Stored data:
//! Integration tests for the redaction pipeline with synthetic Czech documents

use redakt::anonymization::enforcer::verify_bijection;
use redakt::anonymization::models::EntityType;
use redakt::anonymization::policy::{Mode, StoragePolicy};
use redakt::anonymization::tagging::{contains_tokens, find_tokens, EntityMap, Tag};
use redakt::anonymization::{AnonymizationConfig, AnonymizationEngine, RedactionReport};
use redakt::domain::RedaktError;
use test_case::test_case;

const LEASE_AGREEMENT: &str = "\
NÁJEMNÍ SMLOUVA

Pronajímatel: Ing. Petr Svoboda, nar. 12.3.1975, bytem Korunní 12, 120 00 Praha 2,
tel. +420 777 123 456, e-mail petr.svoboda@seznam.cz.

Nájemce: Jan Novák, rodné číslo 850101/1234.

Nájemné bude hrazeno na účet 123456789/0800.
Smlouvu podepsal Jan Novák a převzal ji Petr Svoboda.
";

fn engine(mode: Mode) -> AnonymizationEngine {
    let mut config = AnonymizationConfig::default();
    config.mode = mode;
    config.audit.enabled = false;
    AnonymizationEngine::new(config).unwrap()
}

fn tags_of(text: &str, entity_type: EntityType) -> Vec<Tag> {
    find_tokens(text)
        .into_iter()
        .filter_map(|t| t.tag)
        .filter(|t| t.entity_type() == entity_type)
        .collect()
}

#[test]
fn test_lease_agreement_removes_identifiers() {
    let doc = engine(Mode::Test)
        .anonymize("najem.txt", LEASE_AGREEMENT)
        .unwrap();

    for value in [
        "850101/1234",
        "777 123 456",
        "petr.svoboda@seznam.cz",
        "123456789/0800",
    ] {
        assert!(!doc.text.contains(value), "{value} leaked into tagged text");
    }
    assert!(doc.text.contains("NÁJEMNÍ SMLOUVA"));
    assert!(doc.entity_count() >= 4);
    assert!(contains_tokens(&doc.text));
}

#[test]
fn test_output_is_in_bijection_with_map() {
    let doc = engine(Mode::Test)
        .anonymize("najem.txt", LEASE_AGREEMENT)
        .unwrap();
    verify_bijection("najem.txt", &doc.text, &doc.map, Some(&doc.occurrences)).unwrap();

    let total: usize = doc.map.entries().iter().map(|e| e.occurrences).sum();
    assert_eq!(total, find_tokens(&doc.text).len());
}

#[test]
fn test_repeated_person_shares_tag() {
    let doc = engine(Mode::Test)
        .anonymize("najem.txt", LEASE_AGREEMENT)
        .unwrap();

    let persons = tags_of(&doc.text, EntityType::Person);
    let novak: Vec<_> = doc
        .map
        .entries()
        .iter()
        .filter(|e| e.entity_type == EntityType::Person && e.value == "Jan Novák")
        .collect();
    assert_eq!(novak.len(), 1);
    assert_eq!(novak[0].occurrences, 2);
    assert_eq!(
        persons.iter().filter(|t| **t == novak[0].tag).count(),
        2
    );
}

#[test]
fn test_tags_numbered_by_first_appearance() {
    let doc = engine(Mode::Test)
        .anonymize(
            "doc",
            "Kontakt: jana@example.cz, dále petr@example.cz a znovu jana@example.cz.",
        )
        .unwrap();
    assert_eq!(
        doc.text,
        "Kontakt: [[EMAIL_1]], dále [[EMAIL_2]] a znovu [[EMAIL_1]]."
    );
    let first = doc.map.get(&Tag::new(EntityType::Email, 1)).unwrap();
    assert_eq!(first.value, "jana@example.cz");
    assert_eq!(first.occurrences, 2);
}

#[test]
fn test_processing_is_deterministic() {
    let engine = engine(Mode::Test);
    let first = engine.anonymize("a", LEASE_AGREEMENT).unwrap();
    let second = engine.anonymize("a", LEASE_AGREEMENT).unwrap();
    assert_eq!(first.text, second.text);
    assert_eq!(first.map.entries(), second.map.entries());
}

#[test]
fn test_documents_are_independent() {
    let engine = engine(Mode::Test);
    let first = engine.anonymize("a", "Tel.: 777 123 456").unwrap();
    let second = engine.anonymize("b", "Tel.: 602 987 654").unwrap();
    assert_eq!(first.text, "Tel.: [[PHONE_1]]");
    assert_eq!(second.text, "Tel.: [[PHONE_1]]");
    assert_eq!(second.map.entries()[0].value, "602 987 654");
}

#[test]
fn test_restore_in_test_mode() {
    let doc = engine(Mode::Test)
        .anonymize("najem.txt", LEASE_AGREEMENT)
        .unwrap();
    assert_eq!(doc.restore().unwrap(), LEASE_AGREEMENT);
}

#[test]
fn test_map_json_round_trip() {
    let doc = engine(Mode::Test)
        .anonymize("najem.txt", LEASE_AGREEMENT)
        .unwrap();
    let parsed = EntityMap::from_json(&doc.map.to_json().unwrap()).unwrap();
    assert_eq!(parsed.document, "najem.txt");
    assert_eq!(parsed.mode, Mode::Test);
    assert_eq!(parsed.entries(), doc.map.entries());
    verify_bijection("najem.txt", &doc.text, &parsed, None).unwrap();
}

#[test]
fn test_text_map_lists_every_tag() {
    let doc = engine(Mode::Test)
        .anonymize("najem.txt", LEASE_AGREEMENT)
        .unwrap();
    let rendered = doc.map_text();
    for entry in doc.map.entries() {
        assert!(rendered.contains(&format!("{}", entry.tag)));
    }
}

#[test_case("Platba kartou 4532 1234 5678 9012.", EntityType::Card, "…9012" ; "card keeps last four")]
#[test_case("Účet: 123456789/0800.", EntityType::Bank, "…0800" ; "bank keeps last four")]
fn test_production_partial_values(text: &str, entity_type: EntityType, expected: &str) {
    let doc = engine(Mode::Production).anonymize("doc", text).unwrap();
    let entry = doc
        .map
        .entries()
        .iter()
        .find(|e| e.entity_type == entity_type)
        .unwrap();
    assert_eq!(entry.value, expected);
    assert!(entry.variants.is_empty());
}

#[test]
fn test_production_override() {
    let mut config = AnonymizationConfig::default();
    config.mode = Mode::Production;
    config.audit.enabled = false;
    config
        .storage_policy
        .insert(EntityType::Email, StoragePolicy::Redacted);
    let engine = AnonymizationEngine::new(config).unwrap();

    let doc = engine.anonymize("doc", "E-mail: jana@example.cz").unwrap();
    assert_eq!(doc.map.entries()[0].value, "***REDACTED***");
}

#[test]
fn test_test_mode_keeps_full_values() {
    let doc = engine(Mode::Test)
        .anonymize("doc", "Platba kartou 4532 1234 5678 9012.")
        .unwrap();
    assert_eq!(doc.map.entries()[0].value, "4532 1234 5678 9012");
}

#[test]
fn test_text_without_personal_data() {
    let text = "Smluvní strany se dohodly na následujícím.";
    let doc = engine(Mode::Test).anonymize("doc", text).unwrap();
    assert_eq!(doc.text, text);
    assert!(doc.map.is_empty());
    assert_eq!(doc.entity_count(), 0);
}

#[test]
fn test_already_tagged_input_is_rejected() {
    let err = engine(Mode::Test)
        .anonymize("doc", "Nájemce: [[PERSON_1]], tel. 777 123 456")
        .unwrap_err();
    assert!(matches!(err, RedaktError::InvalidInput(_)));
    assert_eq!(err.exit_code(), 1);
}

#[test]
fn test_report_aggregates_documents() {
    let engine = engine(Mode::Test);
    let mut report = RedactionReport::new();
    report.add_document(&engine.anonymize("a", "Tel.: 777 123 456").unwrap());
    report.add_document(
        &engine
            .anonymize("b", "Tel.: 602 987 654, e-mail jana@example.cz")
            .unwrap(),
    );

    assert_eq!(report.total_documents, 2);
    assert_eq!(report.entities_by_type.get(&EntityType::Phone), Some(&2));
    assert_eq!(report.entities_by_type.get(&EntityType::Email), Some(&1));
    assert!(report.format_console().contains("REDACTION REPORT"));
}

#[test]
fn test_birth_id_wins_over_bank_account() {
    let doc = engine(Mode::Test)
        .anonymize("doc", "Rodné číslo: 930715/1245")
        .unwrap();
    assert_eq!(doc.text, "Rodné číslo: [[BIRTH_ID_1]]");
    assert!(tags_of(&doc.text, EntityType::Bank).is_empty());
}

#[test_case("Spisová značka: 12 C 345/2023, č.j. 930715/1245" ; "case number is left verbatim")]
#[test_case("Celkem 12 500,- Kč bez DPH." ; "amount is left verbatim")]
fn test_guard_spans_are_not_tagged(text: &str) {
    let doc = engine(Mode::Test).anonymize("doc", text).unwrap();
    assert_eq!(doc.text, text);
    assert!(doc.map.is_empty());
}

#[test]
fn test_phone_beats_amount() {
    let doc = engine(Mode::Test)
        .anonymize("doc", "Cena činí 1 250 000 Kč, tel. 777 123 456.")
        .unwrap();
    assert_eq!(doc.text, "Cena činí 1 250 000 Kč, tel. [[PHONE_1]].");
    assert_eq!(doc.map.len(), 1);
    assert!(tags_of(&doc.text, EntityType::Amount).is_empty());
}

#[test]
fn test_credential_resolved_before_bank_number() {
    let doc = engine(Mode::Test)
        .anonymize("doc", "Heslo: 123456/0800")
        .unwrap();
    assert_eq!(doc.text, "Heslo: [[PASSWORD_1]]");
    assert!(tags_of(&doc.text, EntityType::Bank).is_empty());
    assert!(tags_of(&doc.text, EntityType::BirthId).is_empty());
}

* * *

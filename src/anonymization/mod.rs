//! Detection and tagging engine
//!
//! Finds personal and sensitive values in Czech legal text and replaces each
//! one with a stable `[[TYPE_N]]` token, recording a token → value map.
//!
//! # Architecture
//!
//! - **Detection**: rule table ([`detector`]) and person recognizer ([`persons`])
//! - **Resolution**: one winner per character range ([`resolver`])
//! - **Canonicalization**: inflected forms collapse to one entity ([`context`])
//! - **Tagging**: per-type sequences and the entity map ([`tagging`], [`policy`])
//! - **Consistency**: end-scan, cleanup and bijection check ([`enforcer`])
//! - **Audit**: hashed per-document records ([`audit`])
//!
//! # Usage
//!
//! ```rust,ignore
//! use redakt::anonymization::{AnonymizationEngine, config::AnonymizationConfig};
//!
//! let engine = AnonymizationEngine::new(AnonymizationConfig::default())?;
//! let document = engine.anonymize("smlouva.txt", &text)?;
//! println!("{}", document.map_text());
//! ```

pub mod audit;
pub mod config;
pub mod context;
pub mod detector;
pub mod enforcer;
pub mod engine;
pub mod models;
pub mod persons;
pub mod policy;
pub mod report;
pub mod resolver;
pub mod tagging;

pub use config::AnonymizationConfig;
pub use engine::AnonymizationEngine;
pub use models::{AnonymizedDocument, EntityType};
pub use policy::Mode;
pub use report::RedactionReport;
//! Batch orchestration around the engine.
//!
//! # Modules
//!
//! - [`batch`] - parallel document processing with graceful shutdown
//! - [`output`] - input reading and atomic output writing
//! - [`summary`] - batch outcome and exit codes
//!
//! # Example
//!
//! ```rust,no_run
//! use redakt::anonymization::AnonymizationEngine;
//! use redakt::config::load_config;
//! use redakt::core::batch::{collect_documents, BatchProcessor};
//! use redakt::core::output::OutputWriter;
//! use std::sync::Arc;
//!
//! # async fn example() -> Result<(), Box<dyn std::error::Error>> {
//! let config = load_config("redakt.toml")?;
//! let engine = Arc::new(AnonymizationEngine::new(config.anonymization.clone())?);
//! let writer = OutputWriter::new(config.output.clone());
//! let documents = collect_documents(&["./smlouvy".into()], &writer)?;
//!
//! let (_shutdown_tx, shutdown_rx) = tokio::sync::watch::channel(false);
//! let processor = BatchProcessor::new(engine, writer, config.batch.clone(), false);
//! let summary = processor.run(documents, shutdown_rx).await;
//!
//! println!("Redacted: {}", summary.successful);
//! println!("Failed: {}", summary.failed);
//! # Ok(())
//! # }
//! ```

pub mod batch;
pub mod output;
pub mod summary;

What to do:
From the data above, output only the lines between the line containing "- **Detection**: rule" and the line containing "pub mod context;", inclusive, exactly as written.

Answer area:
//! - **Detection**: rule table ([`detector`]) and person recognizer ([`persons`])
//! - **Resolution**: one winner per character range ([`resolver`])
//! - **Canonicalization**: inflected forms collapse to one entity ([`context`])
//! - **Tagging**: per-type sequences and the entity map ([`tagging`], [`policy`])
//! - **Consistency**: end-scan, cleanup and bijection check ([`enforcer`])
//! - **Audit**: hashed per-document records ([`audit`])
//!
//! # Usage
//!
//! ```rust,ignore
//! use redakt::anonymization::{AnonymizationEngine, config::AnonymizationConfig};
//!
//! let engine = AnonymizationEngine::new(AnonymizationConfig::default())?;
//! let document = engine.anonymize("smlouva.txt", &text)?;
//! println!("{}", document.map_text());
//! ```

pub mod audit;
pub mod config;
pub mod context;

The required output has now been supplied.